■ What is required:
Start at the line in the entries below that contains "pub enum ShareOrder", stop at the line that contains "let cli = Cli::parse();", and output exactly the lines in that span, both ends included.

■ Materials provided:
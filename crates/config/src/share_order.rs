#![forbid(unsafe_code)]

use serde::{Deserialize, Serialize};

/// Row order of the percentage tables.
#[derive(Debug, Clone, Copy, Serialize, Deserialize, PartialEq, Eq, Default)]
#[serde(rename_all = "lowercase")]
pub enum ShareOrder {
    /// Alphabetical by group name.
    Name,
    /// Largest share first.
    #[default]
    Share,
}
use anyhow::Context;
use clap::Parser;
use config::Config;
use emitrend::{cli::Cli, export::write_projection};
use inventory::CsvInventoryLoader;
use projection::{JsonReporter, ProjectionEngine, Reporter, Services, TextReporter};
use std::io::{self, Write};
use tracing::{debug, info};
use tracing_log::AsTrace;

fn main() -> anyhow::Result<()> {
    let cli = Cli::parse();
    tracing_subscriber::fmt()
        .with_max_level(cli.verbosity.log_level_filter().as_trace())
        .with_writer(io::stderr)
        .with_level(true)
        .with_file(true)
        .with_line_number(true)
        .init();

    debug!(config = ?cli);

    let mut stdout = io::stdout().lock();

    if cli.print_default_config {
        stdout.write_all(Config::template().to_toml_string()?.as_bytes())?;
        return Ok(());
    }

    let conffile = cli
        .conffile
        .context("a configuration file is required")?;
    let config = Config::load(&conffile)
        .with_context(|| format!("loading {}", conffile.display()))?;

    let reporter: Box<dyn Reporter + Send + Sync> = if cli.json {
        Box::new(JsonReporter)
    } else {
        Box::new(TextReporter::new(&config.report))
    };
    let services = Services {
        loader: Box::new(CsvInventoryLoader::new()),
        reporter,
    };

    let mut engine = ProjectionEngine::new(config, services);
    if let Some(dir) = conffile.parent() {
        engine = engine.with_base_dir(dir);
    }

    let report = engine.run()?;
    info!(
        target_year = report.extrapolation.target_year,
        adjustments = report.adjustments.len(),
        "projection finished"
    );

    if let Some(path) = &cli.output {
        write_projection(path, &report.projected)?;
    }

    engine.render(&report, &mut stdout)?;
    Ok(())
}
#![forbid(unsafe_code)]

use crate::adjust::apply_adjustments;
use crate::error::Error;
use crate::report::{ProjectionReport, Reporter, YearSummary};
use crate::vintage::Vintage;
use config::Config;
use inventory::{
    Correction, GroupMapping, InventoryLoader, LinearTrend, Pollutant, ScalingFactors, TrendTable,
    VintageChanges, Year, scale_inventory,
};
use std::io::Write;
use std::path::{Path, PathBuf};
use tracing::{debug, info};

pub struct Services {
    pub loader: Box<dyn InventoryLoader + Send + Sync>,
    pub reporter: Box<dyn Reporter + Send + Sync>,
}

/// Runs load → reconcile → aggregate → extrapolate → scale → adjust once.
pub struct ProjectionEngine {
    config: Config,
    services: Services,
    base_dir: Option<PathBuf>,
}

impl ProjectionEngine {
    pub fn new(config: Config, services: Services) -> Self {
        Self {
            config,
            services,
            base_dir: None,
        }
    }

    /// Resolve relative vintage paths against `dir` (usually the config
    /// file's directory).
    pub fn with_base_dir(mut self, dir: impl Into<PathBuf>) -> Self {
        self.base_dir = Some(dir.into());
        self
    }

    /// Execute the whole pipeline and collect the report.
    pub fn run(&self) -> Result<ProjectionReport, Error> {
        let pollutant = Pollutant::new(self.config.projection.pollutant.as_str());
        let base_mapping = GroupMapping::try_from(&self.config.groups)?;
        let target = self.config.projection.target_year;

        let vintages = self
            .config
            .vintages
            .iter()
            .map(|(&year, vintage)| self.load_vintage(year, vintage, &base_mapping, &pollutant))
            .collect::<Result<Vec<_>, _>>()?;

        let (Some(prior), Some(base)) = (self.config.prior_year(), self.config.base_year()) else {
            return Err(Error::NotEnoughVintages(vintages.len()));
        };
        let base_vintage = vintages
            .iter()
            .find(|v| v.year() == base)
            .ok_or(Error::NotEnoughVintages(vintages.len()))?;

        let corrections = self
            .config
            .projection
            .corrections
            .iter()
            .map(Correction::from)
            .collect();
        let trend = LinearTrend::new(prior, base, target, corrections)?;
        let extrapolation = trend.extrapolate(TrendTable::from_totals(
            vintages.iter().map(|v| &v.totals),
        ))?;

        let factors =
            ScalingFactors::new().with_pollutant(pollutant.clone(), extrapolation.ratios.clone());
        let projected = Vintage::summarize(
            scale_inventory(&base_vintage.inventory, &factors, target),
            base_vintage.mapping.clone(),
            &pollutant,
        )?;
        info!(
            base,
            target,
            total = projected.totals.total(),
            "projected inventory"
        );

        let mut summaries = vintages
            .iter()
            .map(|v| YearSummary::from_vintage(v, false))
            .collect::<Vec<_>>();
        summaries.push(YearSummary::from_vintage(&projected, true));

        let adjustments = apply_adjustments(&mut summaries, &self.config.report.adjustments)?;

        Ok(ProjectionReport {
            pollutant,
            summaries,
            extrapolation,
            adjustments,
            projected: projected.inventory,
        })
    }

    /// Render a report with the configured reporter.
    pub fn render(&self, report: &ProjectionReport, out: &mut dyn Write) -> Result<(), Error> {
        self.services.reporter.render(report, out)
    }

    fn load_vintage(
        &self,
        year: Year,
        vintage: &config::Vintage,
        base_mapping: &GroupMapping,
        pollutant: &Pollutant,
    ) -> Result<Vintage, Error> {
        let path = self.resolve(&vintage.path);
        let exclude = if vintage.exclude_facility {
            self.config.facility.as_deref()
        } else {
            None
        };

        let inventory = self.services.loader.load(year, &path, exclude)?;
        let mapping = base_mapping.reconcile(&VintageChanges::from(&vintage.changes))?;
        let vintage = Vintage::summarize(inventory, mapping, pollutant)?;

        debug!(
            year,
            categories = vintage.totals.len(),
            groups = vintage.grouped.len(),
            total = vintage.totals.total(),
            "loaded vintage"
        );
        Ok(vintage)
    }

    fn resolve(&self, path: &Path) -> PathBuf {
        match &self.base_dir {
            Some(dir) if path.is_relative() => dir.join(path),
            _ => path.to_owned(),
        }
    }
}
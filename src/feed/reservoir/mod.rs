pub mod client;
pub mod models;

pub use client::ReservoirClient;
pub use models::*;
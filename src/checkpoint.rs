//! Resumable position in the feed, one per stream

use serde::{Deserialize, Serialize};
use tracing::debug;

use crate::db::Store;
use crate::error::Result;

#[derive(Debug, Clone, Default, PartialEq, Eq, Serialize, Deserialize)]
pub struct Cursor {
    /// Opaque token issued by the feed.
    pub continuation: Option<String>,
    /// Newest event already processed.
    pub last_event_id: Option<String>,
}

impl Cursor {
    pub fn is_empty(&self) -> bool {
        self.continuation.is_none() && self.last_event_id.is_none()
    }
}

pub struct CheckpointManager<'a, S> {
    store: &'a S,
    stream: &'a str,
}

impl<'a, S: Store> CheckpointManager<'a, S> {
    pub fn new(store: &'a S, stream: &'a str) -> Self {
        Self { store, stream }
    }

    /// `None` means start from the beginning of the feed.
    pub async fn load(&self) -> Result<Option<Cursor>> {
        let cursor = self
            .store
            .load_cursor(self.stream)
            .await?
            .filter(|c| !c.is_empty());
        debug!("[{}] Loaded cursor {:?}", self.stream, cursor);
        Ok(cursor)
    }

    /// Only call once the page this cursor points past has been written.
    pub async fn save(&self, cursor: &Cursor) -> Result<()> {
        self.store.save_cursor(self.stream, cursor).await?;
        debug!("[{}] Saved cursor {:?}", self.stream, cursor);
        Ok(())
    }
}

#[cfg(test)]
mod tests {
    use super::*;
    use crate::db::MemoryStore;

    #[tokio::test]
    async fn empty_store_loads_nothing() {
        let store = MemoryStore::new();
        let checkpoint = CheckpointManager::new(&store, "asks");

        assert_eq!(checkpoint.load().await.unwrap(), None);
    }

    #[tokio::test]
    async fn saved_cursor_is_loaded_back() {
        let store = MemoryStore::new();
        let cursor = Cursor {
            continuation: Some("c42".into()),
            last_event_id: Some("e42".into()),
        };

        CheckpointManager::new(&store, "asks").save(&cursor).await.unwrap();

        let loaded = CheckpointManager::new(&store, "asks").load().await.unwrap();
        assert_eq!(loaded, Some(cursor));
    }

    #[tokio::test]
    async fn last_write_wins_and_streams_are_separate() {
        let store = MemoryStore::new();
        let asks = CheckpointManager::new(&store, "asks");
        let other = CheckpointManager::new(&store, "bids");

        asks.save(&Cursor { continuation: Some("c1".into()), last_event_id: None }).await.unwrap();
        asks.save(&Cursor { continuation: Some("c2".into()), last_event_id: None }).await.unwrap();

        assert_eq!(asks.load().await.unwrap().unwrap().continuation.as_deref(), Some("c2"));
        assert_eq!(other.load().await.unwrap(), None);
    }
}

■ Written solution:
pub enum ShareOrder {
    /// Alphabetical by group name.
    Name,
    /// Largest share first.
    #[default]
    Share,
}
use anyhow::Context;
use clap::Parser;
use config::Config;
use emitrend::{cli::Cli, export::write_projection};
use inventory::CsvInventoryLoader;
use projection::{JsonReporter, ProjectionEngine, Reporter, Services, TextReporter};
use std::io::{self, Write};
use tracing::{debug, info};
use tracing_log::AsTrace;

fn main() -> anyhow::Result<()> {
    let cli = Cli::parse();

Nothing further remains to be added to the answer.